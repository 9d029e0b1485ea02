//! # Database State
//!
//! Wraps the `Database` handle shared by every command. The pool inside is
//! thread-safe, so commands query concurrently without extra locking.

use shopkeep_db::{Database, DbConfig};

use crate::error::ApiError;

#[derive(Debug, Clone)]
pub struct DbState {
    db: Database,
}

impl DbState {
    pub fn new(db: Database) -> Self {
        DbState { db }
    }

    /// Fresh migrated in-memory database, for tests.
    pub async fn in_memory() -> Result<Self, ApiError> {
        Ok(DbState::new(Database::new(DbConfig::in_memory()).await?))
    }

    pub fn inner(&self) -> &Database {
        &self.db
    }
}
//! # Config Command

use serde::Serialize;

use crate::error::ApiError;
use crate::state::{default_config_path, AppConfig};

#[derive(Debug, Clone, Serialize)]
#[serde(rename_all = "camelCase")]
pub struct ConfigView {
    #[serde(flatten)]
    pub config: AppConfig,
    /// Where the database actually lives after defaults are applied.
    pub resolved_database_path: String,
    pub default_config_file: Option<String>,
}

pub fn get_config(config: &AppConfig) -> Result<ConfigView, ApiError> {
    let db_path = config
        .resolve_database_path()
        .map_err(|e| ApiError::internal(e.to_string()))?;

    Ok(ConfigView {
        config: config.clone(),
        resolved_database_path: db_path.display().to_string(),
        default_config_file: default_config_path().map(|p| p.display().to_string()),
    })
}
//! # State Module
//!
//! Separate state types, each with one job. Commands take only the ones
//! they need.
//!
//! ```text
//! ┌─────────────────────────────────────────────────────────────────────────┐
//! │                    State Architecture                                   │
//! │                                                                         │
//! │  ┌──────────────┐  ┌──────────────────────┐  ┌──────────────────┐      │
//! │  │   DbState    │  │     DraftState       │  │    AppConfig     │      │
//! │  │              │  │                      │  │                  │      │
//! │  │  Database    │  │  Arc<Mutex<          │  │  store_name      │      │
//! │  │  (SQLite     │  │    OrderDraft>>      │  │  currency        │      │
//! │  │   pool)      │  │  + in-flight flag    │  │  checkout_policy │      │
//! │  └──────────────┘  └──────────────────────┘  └──────────────────┘      │
//! │                                                                         │
//! │  • DbState: connection pool, thread-safe                               │
//! │  • DraftState: exclusive access via Mutex, one submission at a time    │
//! │  • AppConfig: read-only after startup                                  │
//! └─────────────────────────────────────────────────────────────────────────┘
//! ```

mod config;
mod db;
mod draft;

pub use config::{default_config_path, AppConfig, ConfigError};
pub use db::DbState;
pub use draft::DraftState;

+++

Brief:
Return each line of the preceding material in which "safe" can be found.

Answer below:
//! thread-safe, so commands query concurrently without extra locking.
//! │  • DbState: connection pool, thread-safe                               │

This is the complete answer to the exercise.